Shaheen, who spoke at several celebrations in Portsmouth and Manchester, said she also understood that King’s dream has yet to be fully achieved.
“While it’s true that because of his efforts it is no longer acceptable as a matter of law to discriminate on the basis of race, religion, gender or ethnicity, it’s also an unfortunate reality that all Americans still do not enjoy equal protections under the law because of their sexual orientation or that social mobility is slowly grinding to a halt,” she said.
Gov. Maggie Hassan yesterday spoke in Hollis at a Southern New Hampshire Outreach for Black Unity breakfast and addressed a St. George Greek Orthodox Cathedral celebration in Manchester.
“Dr. King’s vision of equality, inclusion and peace that would lead to a brighter future for our people is a true reflection of our shared belief in the value and freedom of every person,” she said in a statement.
Among those honored in Manchester was Honore Murenzi, an African immigrant who arrived speaking little English, found work teaching French, and eventually founded the New African Americans, a group based in Concord and dedicated to helping refugees and immigrants get access to services.
In memory of King, AmeriCorps programs across the state held a food drive – encouraging people to volunteer yesterday to honor King’s legacy and make it a “day on, not a day off.” AmeriCorps members and Saint Anselm College students also gathered at the school’s New Hampshire Institute of Politics to engage in a reflection on both King’s life and the statewide need for food after the holidays.
Events elsewhere in the country struck similar notes.
At Ebenezer Baptist Church in King’s hometown of Atlanta, civil rights leaders and members of King’s family spoke about poverty, violence, health care and voting rights, all themes from the civil rights struggle that still resonate.
“There is much work that we must do,” King’s daughter Bernice King said. “Are we afraid, or are we truly committed to the work that must be done?”
Georgia Gov. Nathan Deal said not many states could boast a native son who merited a national holiday. “But we Georgians can,” he told the audience. Deal said this year he would work with state legislators to find a way to honor King at the Georgia Capitol, which drew a standing ovation. He did not give any specifics, but civil rights leaders have suggested a statue.

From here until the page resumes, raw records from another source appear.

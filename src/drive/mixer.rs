// Velocity mixing for the four-wheel base
// Converts (linear.x, angular.z) into one signed duty per wheel.

use std::ops::{Index, IndexMut};

use crate::config::MIX_SCALE;
use crate::messages::VelocityCommand;

/// Wheels in positional order
#[derive(Debug, Clone, Copy, PartialEq, Eq, Hash)]
pub enum Wheel {
    FrontRight = 0,
    FrontLeft = 1,
    RearLeft = 2,
    RearRight = 3,
}

impl Wheel {
    pub const ALL: [Wheel; 4] = [
        Wheel::FrontRight,
        Wheel::FrontLeft,
        Wheel::RearLeft,
        Wheel::RearRight,
    ];

    pub fn index(self) -> usize {
        self as usize
    }

    /// Sign applied to linear.x for this wheel
    fn linear_sign(self) -> f64 {
        match self {
            Wheel::FrontRight | Wheel::RearRight => 1.0,
            Wheel::FrontLeft | Wheel::RearLeft => -1.0,
        }
    }
}

/// Signed duty per wheel, not yet limited to the PWM resolution
#[derive(Debug, Clone, Copy, Default, PartialEq, Eq)]
pub struct WheelDuty([i32; 4]);

impl WheelDuty {
    pub fn new(duties: [i32; 4]) -> Self {
        Self(duties)
    }

    pub fn zero() -> Self {
        Self::default()
    }

    /// Returns duties as array [front_right, front_left, rear_left, rear_right]
    pub fn as_array(&self) -> [i32; 4] {
        self.0
    }

    pub fn iter(&self) -> impl Iterator<Item = (Wheel, i32)> + '_ {
        Wheel::ALL.into_iter().map(move |w| (w, self[w]))
    }
}

impl Index<Wheel> for WheelDuty {
    type Output = i32;

    fn index(&self, wheel: Wheel) -> &i32 {
        &self.0[wheel.index()]
    }
}

impl IndexMut<Wheel> for WheelDuty {
    fn index_mut(&mut self, wheel: Wheel) -> &mut i32 {
        &mut self.0[wheel.index()]
    }
}

/// Linear mixer with a single gain for both axes
#[derive(Debug, Clone, Copy, PartialEq)]
pub struct Mixer {
    scale: f64,
}

impl Default for Mixer {
    fn default() -> Self {
        Self::new(MIX_SCALE)
    }
}

impl Mixer {
    pub fn new(scale: f64) -> Self {
        Self { scale }
    }

    pub fn scale(&self) -> f64 {
        self.scale
    }

    /// Mix a command into per-wheel duties
    ///
    /// Right wheels take `+linear_x`, left wheels `-linear_x`; all four take
    /// `+angular_z`. Each sum is truncated toward zero. No clamping here.
    pub fn mix(&self, cmd: &VelocityCommand) -> WheelDuty {
        let mut duty = WheelDuty::zero();
        for wheel in Wheel::ALL {
            let value =
                wheel.linear_sign() * cmd.linear_x * self.scale + cmd.angular_z * self.scale;
            // NaN maps to 0, infinities saturate
            duty[wheel] = value as i32;
        }
        duty
    }
}

#[cfg(test)]
mod tests {
    use super::*;

    fn mix(linear_x: f64, angular_z: f64) -> WheelDuty {
        Mixer::default().mix(&VelocityCommand::new(linear_x, angular_z))
    }

    #[test]
    fn test_zero_command() {
        assert_eq!(mix(0.0, 0.0), WheelDuty::zero());
    }

    #[test]
    fn test_forward_only() {
        for v in [-1.0, -0.5, 0.25, 1.0] {
            let duty = mix(v, 0.0);
            let expected = (127.0 * v) as i32;
            assert_eq!(duty[Wheel::FrontRight], expected);
            assert_eq!(duty[Wheel::RearRight], expected);
            assert_eq!(duty[Wheel::FrontLeft], -expected);
            assert_eq!(duty[Wheel::RearLeft], -expected);
        }
    }

    #[test]
    fn test_rotation_only() {
        // Pure yaw drives all four wheels the same way
        for w in [-1.0, 0.5, 1.0] {
            let duty = mix(0.0, w);
            let expected = (127.0 * w) as i32;
            assert!(duty.iter().all(|(_, d)| d == expected), "{:?}", duty);
        }
    }

    #[test]
    fn test_unit_forward() {
        assert_eq!(mix(1.0, 0.0).as_array(), [127, -127, -127, 127]);
    }

    #[test]
    fn test_truncates_toward_zero() {
        // 0.5 * 127 = 63.5, -0.5 * 127 = -63.5
        assert_eq!(mix(0.5, 0.0).as_array(), [63, -63, -63, 63]);
        // 2.5 * 127 = 317.5
        assert_eq!(mix(2.5, 0.0).as_array(), [317, -317, -317, 317]);
    }

    #[test]
    fn test_combined_command() {
        // right: 0.5*127 + 0.5*127 = 127, left: -63.5 + 63.5 = 0
        assert_eq!(mix(0.5, 0.5).as_array(), [127, 0, 0, 127]);
    }

    #[test]
    fn test_not_clamped() {
        let duty = mix(10.0, 0.0);
        assert_eq!(duty[Wheel::FrontRight], 1270);
        assert_eq!(duty[Wheel::FrontLeft], -1270);
    }

    #[test]
    fn test_non_finite_input() {
        assert_eq!(mix(f64::NAN, 0.0), WheelDuty::zero());
        let duty = mix(f64::INFINITY, 0.0);
        assert_eq!(duty[Wheel::FrontRight], i32::MAX);
        assert_eq!(duty[Wheel::FrontLeft], i32::MIN);
    }

    #[test]
    fn test_custom_scale() {
        let duty = Mixer::new(255.0).mix(&VelocityCommand::new(1.0, 0.0));
        assert_eq!(duty.as_array(), [255, -255, -255, 255]);
    }

    #[test]
    fn test_idempotent() {
        let mixer = Mixer::default();
        let cmd = VelocityCommand::new(0.3, -0.7);
        assert_eq!(mixer.mix(&cmd), mixer.mix(&cmd));
    }
}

“I think that more than just saying kind thoughts about him, we ought to take action ourselves,” said Deal, a Republican. “That’s how we embed truth into our words. I think it’s time for Georgia’s leaders to follow in Dr. King’s footsteps and take action, too.”
President Obama honored King’s legacy of service by helping a soup kitchen prepare its daily meals. Obama took his wife, Michelle, and daughters Malia and Sasha to DC Central Kitchen, which is a few minutes away from the White House.
New York City’s new mayor, Bill de Blasio, marked the day by talking about economic inequality, saying it was “closing doors for hard-working people in this city and all over this country.”
“We have a city sadly divided between those with opportunity, with the means to fully partake of that opportunity, and those whose dreams of a better life are being deferred again and again,” he told an audience at the Brooklyn Academy of Music.
At the King Memorial in Washington, D.C., Arthur Goff, of Frederick, Md., visited with family members. He said the holiday was often a time to catch up on chores and other things, but his 6-year-old son is getting old enough to learn more about King, and he said it was a good time to make their first visit.
Goff’s mother, 68-year-old Loretta Goff, said she was in nursing school in New York when King died in 1968, and she remembers it being a traumatic time. Now, she said, everyone is responsible for continuing King’s legacy.
“There is still so much more to do,” she said.